:: EXERCISE AIM ::
Return, in their exact form, the lines that lie between the start of the data below and the line containing "a tile that", with both ends included.

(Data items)
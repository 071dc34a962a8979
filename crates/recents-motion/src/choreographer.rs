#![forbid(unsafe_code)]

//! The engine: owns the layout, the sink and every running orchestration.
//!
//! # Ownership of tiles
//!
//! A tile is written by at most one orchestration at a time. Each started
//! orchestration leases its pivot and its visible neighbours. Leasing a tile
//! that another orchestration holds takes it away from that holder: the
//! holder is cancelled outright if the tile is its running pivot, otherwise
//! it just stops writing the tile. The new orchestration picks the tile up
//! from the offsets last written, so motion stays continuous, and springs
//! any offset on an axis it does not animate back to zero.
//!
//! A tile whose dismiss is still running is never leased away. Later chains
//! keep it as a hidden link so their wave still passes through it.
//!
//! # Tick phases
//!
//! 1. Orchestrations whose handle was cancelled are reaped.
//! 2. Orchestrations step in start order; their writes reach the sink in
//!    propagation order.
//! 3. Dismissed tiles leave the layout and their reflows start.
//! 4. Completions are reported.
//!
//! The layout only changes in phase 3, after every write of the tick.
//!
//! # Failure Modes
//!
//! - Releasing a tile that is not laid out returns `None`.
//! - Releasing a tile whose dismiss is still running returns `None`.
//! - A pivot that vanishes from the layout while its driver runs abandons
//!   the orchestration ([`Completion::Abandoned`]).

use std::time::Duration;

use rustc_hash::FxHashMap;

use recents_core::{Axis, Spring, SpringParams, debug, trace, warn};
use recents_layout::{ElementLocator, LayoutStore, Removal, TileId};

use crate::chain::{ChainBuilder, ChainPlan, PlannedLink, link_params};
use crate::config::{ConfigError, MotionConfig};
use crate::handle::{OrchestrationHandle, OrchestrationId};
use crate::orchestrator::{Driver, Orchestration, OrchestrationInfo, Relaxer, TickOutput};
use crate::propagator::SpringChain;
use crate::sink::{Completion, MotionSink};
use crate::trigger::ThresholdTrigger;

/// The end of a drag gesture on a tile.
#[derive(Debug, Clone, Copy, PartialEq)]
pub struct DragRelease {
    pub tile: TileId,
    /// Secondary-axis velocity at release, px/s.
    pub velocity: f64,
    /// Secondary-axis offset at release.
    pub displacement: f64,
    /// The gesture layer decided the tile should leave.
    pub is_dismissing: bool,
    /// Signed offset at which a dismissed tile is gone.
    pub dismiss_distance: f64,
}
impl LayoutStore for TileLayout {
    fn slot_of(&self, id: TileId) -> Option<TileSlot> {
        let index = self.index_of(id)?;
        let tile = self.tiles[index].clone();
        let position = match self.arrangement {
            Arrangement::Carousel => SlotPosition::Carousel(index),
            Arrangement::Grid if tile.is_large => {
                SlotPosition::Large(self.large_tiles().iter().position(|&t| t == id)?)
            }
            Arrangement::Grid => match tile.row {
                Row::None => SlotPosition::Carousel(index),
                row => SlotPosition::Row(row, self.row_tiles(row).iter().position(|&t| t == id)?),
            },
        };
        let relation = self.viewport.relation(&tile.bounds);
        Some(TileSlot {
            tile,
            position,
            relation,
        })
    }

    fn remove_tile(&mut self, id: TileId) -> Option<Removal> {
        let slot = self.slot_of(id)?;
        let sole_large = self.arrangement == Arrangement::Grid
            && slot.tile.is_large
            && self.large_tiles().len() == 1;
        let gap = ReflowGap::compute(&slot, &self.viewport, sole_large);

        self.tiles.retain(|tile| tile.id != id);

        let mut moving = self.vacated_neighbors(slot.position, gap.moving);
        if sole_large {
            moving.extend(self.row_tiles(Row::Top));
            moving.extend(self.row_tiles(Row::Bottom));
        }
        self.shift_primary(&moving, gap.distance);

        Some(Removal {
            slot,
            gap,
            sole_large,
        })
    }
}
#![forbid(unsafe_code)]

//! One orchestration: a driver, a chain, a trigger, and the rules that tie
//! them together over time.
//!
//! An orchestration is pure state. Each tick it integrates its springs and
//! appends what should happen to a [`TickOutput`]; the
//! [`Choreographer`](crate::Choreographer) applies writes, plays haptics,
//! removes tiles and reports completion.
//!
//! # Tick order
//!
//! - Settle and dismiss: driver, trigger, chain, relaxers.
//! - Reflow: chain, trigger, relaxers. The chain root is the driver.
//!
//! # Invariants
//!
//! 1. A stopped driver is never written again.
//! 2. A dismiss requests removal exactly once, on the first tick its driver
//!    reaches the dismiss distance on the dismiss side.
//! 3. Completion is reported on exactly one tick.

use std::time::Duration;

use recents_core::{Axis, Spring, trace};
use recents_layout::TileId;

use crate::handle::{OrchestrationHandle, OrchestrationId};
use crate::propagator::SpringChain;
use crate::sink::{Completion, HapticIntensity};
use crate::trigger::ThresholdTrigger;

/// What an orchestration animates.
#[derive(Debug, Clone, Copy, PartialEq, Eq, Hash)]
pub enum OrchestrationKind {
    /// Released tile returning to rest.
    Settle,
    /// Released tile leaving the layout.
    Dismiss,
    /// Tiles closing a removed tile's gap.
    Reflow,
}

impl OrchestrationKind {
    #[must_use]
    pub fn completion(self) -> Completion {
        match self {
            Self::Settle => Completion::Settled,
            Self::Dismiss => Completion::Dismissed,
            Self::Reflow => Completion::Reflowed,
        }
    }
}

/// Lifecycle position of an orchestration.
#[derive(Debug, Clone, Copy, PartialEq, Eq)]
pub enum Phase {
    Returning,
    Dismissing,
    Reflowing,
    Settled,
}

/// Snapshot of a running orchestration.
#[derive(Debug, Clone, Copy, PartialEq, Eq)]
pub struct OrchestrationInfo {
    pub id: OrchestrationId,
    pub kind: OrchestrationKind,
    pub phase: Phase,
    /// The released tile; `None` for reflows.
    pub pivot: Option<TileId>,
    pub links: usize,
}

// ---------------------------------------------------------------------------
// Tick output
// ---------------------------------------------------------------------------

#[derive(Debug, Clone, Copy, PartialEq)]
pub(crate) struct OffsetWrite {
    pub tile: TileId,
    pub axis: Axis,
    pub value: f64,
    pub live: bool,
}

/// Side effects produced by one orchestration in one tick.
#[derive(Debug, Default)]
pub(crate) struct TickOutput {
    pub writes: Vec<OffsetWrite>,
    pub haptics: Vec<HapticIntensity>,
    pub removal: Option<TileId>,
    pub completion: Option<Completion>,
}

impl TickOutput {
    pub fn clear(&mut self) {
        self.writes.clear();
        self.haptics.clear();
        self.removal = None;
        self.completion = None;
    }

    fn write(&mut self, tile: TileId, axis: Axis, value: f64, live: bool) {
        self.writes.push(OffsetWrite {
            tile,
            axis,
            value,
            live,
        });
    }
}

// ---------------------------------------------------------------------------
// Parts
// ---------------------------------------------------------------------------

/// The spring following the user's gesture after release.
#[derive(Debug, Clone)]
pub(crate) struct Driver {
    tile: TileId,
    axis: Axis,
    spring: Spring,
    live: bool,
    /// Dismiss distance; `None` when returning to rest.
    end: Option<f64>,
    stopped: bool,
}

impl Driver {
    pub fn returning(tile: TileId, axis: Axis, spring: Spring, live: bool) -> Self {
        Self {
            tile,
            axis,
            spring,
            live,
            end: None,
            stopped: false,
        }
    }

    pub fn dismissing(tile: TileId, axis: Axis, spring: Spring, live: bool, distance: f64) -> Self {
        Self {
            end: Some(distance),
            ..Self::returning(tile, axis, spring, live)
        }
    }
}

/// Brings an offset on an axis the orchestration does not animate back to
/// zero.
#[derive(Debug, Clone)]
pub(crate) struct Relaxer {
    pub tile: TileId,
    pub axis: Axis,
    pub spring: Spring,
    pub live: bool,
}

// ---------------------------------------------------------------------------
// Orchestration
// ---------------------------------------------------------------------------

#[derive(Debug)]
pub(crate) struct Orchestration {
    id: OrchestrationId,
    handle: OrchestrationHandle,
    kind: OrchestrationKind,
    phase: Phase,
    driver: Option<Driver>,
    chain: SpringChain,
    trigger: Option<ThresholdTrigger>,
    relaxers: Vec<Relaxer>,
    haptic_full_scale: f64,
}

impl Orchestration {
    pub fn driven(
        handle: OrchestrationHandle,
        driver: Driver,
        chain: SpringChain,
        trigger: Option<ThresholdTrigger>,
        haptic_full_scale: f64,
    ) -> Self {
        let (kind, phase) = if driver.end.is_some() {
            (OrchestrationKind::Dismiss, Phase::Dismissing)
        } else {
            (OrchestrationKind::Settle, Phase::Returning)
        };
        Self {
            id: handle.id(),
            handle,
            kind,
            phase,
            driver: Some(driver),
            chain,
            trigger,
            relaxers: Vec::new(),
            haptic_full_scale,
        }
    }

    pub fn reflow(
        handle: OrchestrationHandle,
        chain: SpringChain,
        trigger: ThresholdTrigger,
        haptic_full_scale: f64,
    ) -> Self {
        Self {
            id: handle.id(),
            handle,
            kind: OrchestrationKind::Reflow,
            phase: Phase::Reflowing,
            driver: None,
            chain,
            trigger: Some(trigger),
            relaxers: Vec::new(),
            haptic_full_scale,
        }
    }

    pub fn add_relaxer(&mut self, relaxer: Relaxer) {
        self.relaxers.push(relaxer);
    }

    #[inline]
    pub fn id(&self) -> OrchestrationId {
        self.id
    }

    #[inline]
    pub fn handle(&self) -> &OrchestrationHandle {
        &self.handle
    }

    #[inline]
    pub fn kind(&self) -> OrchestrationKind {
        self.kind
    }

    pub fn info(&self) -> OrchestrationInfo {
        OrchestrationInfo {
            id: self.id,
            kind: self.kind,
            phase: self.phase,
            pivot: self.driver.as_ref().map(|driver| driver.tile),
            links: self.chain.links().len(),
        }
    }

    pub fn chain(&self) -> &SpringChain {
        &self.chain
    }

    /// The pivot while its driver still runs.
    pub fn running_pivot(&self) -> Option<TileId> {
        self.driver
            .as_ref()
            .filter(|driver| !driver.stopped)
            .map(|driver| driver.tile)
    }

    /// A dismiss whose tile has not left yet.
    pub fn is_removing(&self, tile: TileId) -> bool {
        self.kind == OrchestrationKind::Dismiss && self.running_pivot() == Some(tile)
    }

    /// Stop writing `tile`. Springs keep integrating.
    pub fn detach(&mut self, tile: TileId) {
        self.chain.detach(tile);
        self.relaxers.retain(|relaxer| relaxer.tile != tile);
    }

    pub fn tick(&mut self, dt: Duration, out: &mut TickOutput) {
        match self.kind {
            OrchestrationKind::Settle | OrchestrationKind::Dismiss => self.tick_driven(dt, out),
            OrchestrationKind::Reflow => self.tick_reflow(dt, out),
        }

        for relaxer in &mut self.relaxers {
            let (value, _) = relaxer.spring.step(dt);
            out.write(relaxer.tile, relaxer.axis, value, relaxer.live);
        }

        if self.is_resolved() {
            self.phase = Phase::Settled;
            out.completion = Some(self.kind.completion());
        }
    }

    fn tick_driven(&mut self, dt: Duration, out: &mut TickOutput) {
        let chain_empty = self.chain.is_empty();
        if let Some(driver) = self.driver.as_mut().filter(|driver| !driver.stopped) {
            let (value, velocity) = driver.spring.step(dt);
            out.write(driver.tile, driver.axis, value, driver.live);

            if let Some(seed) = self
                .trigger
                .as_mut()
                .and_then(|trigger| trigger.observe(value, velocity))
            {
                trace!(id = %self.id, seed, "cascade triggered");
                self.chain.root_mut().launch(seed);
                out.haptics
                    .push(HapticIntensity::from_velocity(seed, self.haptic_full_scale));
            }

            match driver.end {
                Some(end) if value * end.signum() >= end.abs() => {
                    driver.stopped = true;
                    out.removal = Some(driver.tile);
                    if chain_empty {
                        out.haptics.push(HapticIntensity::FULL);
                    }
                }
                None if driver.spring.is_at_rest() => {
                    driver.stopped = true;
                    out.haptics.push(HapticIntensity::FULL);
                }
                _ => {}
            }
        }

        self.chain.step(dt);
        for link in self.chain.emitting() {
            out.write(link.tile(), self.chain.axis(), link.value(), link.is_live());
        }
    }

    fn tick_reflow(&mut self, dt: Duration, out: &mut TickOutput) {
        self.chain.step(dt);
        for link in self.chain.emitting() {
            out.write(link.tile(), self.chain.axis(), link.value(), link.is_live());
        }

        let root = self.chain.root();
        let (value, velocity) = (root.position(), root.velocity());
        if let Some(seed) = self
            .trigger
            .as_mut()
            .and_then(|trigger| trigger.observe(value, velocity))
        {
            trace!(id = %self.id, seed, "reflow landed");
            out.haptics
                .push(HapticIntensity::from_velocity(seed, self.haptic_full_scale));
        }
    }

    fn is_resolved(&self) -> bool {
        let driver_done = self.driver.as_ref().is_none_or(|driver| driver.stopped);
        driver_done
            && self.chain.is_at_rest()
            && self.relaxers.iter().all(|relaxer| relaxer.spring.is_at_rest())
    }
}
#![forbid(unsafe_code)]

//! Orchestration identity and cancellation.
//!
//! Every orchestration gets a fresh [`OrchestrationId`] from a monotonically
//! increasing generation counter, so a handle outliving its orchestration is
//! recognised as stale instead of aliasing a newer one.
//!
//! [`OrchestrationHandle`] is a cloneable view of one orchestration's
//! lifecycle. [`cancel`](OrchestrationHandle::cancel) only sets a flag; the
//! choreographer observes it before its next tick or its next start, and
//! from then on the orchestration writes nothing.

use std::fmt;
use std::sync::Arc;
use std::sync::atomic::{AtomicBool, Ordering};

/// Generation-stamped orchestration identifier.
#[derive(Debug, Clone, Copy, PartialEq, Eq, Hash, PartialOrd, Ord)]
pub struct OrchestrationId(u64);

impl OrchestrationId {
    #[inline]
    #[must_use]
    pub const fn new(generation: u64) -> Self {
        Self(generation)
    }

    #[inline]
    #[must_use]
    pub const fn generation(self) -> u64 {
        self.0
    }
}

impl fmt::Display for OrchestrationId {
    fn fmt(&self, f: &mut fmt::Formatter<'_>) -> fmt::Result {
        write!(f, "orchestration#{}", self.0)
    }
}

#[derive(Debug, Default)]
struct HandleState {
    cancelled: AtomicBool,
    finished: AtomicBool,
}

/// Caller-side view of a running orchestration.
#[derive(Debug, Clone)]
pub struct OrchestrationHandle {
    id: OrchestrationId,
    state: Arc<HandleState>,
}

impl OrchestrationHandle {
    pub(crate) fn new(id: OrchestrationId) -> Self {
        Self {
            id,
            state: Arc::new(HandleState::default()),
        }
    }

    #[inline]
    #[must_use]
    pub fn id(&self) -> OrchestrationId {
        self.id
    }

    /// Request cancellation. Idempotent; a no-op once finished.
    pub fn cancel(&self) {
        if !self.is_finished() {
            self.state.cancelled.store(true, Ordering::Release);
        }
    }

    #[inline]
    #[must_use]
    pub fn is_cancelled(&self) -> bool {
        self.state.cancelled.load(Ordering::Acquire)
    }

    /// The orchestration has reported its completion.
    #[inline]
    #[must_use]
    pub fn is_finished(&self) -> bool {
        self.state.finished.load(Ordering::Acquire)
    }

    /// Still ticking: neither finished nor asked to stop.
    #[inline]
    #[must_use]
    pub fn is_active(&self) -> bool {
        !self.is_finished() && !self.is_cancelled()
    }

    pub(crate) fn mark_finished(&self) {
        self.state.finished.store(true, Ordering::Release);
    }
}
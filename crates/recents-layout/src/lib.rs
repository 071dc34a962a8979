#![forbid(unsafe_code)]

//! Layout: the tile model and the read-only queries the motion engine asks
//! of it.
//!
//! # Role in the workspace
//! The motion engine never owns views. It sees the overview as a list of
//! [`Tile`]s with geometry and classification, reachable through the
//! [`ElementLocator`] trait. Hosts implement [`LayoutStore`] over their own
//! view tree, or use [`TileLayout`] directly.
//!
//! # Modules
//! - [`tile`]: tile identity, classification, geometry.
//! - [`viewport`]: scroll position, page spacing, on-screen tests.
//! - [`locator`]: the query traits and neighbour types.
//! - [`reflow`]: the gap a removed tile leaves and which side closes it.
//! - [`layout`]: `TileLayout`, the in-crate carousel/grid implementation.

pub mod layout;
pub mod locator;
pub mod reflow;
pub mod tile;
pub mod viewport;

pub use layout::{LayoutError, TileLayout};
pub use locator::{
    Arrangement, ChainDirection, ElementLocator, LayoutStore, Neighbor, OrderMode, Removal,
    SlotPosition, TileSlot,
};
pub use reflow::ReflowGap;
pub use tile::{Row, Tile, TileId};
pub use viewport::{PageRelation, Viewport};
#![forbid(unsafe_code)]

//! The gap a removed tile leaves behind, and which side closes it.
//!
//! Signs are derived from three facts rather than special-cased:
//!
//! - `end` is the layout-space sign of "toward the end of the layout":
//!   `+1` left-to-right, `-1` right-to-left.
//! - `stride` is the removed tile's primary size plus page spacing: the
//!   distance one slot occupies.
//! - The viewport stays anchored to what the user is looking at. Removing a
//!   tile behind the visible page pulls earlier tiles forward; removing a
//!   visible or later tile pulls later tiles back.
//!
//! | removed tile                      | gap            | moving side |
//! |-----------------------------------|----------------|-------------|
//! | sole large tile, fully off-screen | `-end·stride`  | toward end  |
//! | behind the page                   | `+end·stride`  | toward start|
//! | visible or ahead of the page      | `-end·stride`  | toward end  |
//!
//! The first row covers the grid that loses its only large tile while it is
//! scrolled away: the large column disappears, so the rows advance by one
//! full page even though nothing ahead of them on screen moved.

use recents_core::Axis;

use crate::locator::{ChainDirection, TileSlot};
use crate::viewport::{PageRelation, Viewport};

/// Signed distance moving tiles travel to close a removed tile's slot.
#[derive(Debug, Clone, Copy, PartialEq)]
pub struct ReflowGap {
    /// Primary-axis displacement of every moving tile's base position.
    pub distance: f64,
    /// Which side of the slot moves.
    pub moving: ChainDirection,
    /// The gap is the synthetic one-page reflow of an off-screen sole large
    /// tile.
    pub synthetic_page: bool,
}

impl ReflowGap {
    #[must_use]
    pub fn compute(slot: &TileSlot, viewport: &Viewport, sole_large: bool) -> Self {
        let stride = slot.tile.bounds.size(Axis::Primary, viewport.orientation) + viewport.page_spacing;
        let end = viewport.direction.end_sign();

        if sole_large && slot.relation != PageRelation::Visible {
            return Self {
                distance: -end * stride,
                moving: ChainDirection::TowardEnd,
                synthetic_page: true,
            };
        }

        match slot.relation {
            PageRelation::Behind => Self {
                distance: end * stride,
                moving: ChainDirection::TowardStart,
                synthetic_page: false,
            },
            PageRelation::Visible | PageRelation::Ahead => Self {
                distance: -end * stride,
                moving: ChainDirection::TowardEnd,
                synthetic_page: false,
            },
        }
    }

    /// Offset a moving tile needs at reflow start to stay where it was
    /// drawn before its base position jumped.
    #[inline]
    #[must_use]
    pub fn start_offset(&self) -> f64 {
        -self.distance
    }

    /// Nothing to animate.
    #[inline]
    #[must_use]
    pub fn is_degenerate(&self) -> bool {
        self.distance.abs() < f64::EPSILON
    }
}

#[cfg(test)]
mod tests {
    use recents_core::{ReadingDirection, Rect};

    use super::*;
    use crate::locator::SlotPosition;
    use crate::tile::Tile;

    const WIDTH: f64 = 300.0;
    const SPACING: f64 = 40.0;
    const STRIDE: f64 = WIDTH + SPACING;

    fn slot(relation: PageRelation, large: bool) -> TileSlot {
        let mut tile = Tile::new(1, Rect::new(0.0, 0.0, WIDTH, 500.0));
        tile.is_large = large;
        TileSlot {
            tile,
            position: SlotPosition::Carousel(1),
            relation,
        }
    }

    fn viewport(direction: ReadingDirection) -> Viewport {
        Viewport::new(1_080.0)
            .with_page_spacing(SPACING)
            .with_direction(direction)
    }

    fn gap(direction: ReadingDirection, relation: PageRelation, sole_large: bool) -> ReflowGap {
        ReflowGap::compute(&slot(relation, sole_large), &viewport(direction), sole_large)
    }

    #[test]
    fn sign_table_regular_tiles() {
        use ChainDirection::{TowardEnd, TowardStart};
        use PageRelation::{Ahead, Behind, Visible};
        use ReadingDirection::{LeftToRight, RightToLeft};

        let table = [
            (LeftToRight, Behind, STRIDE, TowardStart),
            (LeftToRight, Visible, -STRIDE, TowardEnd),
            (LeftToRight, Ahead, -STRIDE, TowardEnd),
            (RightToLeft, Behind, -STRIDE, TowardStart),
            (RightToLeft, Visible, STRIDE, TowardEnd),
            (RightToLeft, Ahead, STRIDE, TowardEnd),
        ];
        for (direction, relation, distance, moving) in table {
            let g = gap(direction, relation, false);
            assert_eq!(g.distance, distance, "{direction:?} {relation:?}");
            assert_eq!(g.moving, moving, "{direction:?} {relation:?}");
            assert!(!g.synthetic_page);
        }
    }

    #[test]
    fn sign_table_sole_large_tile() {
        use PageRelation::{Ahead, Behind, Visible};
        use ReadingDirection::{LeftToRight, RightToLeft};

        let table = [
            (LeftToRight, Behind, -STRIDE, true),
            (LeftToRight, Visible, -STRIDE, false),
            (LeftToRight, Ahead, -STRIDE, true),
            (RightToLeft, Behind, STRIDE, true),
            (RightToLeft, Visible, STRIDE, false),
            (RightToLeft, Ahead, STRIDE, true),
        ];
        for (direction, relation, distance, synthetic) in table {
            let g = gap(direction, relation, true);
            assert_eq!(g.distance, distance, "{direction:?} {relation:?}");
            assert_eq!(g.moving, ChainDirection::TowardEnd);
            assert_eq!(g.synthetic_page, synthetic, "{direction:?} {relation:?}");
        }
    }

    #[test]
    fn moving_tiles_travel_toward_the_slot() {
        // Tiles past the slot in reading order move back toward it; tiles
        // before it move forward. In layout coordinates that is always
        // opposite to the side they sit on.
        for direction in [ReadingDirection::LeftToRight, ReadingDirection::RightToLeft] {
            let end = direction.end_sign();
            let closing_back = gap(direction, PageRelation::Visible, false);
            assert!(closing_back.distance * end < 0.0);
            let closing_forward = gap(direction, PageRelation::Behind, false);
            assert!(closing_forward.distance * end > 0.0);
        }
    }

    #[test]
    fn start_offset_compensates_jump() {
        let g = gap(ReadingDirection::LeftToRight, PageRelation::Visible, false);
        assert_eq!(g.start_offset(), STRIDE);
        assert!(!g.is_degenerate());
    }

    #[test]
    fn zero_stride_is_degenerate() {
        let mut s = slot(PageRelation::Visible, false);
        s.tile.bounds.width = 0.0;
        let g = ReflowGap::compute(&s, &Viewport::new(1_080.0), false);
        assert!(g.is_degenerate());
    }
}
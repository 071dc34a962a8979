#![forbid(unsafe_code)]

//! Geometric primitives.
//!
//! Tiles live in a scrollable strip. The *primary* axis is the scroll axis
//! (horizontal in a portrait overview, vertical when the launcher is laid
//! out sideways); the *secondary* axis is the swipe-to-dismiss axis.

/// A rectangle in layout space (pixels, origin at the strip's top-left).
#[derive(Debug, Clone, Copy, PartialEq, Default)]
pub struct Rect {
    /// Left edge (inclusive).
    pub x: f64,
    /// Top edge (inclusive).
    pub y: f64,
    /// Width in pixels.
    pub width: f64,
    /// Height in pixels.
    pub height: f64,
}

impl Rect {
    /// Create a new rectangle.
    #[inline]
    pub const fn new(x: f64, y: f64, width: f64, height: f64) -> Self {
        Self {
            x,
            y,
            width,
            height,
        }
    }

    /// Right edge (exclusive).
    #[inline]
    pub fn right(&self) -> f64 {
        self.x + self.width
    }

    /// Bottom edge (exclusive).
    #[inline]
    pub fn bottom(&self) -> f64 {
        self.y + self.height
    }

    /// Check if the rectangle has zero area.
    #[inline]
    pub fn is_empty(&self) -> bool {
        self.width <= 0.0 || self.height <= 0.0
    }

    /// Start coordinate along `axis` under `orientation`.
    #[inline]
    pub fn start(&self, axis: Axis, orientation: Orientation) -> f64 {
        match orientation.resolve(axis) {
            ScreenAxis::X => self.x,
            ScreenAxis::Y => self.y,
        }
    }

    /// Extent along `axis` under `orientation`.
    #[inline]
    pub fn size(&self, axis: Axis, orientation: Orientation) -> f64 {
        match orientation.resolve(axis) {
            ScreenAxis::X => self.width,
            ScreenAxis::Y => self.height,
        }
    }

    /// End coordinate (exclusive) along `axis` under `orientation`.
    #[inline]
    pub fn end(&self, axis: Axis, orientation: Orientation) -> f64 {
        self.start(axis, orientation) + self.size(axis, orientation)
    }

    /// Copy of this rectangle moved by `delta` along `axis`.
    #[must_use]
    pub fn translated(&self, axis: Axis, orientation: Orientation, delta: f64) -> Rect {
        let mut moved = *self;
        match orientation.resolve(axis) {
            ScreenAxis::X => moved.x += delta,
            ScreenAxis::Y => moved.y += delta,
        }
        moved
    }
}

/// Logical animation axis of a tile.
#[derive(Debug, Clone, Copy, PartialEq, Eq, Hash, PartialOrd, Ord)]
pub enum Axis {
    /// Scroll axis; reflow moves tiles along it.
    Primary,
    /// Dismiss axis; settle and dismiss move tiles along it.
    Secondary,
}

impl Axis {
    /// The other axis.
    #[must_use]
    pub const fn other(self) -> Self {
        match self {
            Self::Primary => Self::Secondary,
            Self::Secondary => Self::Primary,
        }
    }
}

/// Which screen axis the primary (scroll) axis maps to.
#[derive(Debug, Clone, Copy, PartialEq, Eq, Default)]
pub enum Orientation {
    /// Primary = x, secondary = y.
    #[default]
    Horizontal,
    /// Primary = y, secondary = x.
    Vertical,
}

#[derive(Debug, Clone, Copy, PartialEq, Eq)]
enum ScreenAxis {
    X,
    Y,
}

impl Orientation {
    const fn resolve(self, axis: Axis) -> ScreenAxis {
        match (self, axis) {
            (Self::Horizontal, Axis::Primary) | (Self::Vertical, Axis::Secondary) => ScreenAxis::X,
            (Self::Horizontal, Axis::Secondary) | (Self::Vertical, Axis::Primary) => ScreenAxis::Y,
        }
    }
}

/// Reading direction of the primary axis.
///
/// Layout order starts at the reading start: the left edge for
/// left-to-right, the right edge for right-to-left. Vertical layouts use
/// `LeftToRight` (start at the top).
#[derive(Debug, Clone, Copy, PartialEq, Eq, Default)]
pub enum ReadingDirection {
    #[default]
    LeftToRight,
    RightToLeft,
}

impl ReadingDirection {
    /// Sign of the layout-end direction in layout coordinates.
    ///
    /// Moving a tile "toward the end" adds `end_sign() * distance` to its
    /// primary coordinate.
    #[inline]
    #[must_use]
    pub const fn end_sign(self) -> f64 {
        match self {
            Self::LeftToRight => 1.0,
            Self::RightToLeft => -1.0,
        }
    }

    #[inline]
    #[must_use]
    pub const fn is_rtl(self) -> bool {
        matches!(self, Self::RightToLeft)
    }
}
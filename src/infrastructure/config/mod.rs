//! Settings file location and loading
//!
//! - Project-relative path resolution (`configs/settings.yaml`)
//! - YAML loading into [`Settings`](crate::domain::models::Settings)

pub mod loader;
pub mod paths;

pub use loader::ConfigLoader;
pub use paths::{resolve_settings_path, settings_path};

:: WRITTEN ANSWER ::
repository 071dc34a962a8979
filename crates/recents-motion/src/choreographer.rs
#![forbid(unsafe_code)]

//! The engine: owns the layout, the sink and every running orchestration.
//!
//! # Ownership of tiles
//!
//! A tile is written by at most one orchestration at a time. Each started
//! orchestration leases its pivot and its visible neighbours. Leasing a tile
//! that another orchestration holds takes it away from that holder: the
//! holder is cancelled outright if the tile is its running pivot, otherwise
//! it just stops writing the tile. The new orchestration picks the tile up
//! from the offsets last written, so motion stays continuous, and springs
//! any offset on an axis it does not animate back to zero.
//!
//! A tile whose dismiss is still running is never leased away. Later chains
//! keep it as a hidden link so their wave still passes through it.
//!
//! # Tick phases
//!
//! 1. Orchestrations whose handle was cancelled are reaped.
//! 2. Orchestrations step in start order; their writes reach the sink in
//!    propagation order.
//! 3. Dismissed tiles leave the layout and their reflows start.
//! 4. Completions are reported.
//!
//! The layout only changes in phase 3, after every write of the tick.
//!
//! # Failure Modes
//!
//! - Releasing a tile that is not laid out returns `None`.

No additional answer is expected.